*** Begin section ***

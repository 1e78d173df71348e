use ttt_core::{GameOutcome, Side};

// Terminal scores. No depth discount: a win in one ply and a win in five
// score the same, so the search guarantees optimal play but not the fastest win.
pub const WIN_SCORE: i32 = 1;
pub const LOSS_SCORE: i32 = -1;
pub const DRAW_SCORE: i32 = 0;

/// Scores a finished game from `side`'s point of view.
/// Returns `None` while the game is still in progress.
pub fn score_outcome(outcome: GameOutcome, side: Side) -> Option<i32> {
    match outcome {
        GameOutcome::InProgress => None,
        GameOutcome::Draw => Some(DRAW_SCORE),
        GameOutcome::Win(winner) if winner == side => Some(WIN_SCORE),
        GameOutcome::Win(_) => Some(LOSS_SCORE),
    }
}

#[cfg(test)]
mod tests {
    use super::*;

    #[test]
    fn scores_are_relative_to_side() {
        assert_eq!(score_outcome(GameOutcome::Win(Side::O), Side::O), Some(WIN_SCORE));
        assert_eq!(score_outcome(GameOutcome::Win(Side::O), Side::X), Some(LOSS_SCORE));
        assert_eq!(score_outcome(GameOutcome::Draw, Side::X), Some(DRAW_SCORE));
        assert_eq!(score_outcome(GameOutcome::InProgress, Side::X), None);
    }
}
use std::fmt;

use crate::Side;

/// State of a game, derived from the board on demand.
#[derive(Debug, Clone, Copy, PartialEq, Eq, Hash)]
pub enum GameOutcome {
    InProgress,
    Win(Side),
    Draw,
}

impl GameOutcome {
    /// `Win` and `Draw` end the game.
    pub fn is_terminal(self) -> bool {
        !matches!(self, GameOutcome::InProgress)
    }

    pub fn winner(self) -> Option<Side> {
        match self {
            GameOutcome::Win(side) => Some(side),
            _ => None,
        }
    }
}

impl fmt::Display for GameOutcome {
    fn fmt(&self, f: &mut fmt::Formatter<'_>) -> fmt::Result {
        match self {
            GameOutcome::InProgress => write!(f, "In Progress"),
            GameOutcome::Win(side) => write!(f, "Player {} Wins!", side),
            GameOutcome::Draw => write!(f, "It's a Draw!"),
        }
    }
}
use ttt_core::{Board, Cell, Side, WinLine, WIN_LINES};

/// The empty cell that completes a line for `side`, scanning lines in their
/// fixed order. A line qualifies when `side` holds two of its cells and the
/// third is empty.
pub fn winning_cell(board: &Board, side: Side) -> Option<usize> {
    WIN_LINES
        .iter()
        .find_map(|line| completing_cell(board, side, line))
}

fn completing_cell(board: &Board, side: Side, line: &WinLine) -> Option<usize> {
    let target = side.to_cell();
    let mut owned = 0;
    let mut empty = None;

    for &index in line {
        match board.cell(index)? {
            Cell::Empty if empty.is_none() => empty = Some(index),
            Cell::Empty => return None,
            cell if cell == target => owned += 1,
            _ => return None,
        }
    }

    if owned == 2 {
        empty
    } else {
        None
    }
}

*** End section ***

Quote each line of the listing above exactly.

> **OUTPUT FOR THIS TASK**
repository 1e78d173df71348e
use ttt_core::{GameOutcome, Side};

// Terminal scores. No depth discount: a win in one ply and a win in five
// score the same, so the search guarantees optimal play but not the fastest win.
pub const WIN_SCORE: i32 = 1;
pub const LOSS_SCORE: i32 = -1;
pub const DRAW_SCORE: i32 = 0;

/// Scores a finished game from `side`'s point of view.
/// Returns `None` while the game is still in progress.
pub fn score_outcome(outcome: GameOutcome, side: Side) -> Option<i32> {
    match outcome {
        GameOutcome::InProgress => None,
        GameOutcome::Draw => Some(DRAW_SCORE),
        GameOutcome::Win(winner) if winner == side => Some(WIN_SCORE),
        GameOutcome::Win(_) => Some(LOSS_SCORE),
    }
}

#[cfg(test)]
mod tests {
    use super::*;

    #[test]
    fn scores_are_relative_to_side() {
        assert_eq!(score_outcome(GameOutcome::Win(Side::O), Side::O), Some(WIN_SCORE));
        assert_eq!(score_outcome(GameOutcome::Win(Side::O), Side::X), Some(LOSS_SCORE));
        assert_eq!(score_outcome(GameOutcome::Draw, Side::X), Some(DRAW_SCORE));
        assert_eq!(score_outcome(GameOutcome::InProgress, Side::X), None);
    }
}
use std::fmt;

use crate::Side;

/// State of a game, derived from the board on demand.
#[derive(Debug, Clone, Copy, PartialEq, Eq, Hash)]
pub enum GameOutcome {
    InProgress,
    Win(Side),
    Draw,
}

impl GameOutcome {
    /// `Win` and `Draw` end the game.
    pub fn is_terminal(self) -> bool {
        !matches!(self, GameOutcome::InProgress)
    }

    pub fn winner(self) -> Option<Side> {
        match self {
            GameOutcome::Win(side) => Some(side),
            _ => None,
        }
    }
}

impl fmt::Display for GameOutcome {
    fn fmt(&self, f: &mut fmt::Formatter<'_>) -> fmt::Result {
        match self {
            GameOutcome::InProgress => write!(f, "In Progress"),
            GameOutcome::Win(side) => write!(f, "Player {} Wins!", side),
            GameOutcome::Draw => write!(f, "It's a Draw!"),
        }
    }
}
use ttt_core::{Board, Cell, Side, WinLine, WIN_LINES};

/// The empty cell that completes a line for `side`, scanning lines in their
/// fixed order. A line qualifies when `side` holds two of its cells and the
/// third is empty.
pub fn winning_cell(board: &Board, side: Side) -> Option<usize> {
    WIN_LINES
        .iter()
        .find_map(|line| completing_cell(board, side, line))
}

fn completing_cell(board: &Board, side: Side, line: &WinLine) -> Option<usize> {
    let target = side.to_cell();
    let mut owned = 0;
    let mut empty = None;

    for &index in line {
        match board.cell(index)? {
            Cell::Empty if empty.is_none() => empty = Some(index),
            Cell::Empty => return None,
            cell if cell == target => owned += 1,
            _ => return None,
        }
    }

    if owned == 2 {
        empty
    } else {
        None
    }
}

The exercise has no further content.